INFORMATION PROVIDED.

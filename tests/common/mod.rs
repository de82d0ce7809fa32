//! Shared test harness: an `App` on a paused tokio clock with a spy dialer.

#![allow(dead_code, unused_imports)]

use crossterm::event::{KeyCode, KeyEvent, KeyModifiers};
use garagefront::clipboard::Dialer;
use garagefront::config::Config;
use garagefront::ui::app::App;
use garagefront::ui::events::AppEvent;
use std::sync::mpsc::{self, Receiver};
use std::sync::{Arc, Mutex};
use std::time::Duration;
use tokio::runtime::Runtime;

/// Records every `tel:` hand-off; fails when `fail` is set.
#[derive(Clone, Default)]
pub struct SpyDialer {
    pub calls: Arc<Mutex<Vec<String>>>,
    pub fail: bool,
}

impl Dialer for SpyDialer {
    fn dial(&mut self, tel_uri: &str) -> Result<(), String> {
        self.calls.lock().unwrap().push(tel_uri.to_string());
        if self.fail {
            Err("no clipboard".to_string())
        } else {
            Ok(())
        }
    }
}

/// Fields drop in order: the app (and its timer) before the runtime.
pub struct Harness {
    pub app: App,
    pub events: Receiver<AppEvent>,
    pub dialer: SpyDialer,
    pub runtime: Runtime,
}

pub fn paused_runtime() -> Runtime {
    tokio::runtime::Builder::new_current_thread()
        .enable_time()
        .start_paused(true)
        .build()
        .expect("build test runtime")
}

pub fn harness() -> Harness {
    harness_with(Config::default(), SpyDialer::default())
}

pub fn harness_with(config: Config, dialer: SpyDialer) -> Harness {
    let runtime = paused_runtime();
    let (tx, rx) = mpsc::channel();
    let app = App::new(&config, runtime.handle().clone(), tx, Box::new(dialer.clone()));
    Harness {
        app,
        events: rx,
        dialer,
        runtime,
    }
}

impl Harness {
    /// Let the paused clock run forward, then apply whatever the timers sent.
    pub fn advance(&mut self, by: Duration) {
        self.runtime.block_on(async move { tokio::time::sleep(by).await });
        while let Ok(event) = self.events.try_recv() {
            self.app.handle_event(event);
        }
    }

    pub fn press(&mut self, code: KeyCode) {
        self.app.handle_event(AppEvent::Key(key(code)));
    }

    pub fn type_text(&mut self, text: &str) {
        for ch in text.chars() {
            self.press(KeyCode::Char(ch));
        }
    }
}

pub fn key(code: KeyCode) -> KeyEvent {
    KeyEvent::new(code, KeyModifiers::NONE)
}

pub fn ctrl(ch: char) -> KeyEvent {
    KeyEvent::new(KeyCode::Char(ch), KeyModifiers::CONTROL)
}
---
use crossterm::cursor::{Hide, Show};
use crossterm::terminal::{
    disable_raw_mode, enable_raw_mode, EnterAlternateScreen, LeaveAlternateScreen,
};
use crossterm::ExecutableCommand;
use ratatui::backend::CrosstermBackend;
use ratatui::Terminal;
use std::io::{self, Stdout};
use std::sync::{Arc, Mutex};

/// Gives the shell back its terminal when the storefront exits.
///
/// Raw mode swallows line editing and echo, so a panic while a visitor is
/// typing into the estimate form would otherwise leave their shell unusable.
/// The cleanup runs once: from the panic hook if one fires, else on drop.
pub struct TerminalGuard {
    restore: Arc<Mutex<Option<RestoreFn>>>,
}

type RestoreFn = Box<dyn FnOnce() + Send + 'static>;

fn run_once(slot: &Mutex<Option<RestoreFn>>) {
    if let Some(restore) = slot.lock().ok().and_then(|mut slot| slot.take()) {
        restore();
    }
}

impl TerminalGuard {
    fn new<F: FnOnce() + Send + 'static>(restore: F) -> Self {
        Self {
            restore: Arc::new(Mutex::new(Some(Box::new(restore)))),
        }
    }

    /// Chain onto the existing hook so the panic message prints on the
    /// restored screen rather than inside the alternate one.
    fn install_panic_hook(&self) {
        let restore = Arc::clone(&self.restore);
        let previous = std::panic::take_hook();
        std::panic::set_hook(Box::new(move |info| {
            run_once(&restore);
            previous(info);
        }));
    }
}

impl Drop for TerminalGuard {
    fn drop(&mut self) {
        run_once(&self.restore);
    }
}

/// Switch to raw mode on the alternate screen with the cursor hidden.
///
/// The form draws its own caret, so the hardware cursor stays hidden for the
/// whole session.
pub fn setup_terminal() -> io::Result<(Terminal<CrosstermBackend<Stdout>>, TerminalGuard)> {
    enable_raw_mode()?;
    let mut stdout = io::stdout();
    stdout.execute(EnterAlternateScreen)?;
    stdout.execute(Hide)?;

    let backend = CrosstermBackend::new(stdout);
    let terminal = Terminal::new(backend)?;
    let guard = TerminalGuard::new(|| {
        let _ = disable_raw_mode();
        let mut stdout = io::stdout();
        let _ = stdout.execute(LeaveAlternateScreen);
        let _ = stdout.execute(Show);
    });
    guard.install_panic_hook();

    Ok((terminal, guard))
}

EXERCISE INSTRUCTIONS. Looking only at the data above, say how many of its lines contain the string "execute", and nothing more.

RESULT OF THE EXERCISE. 4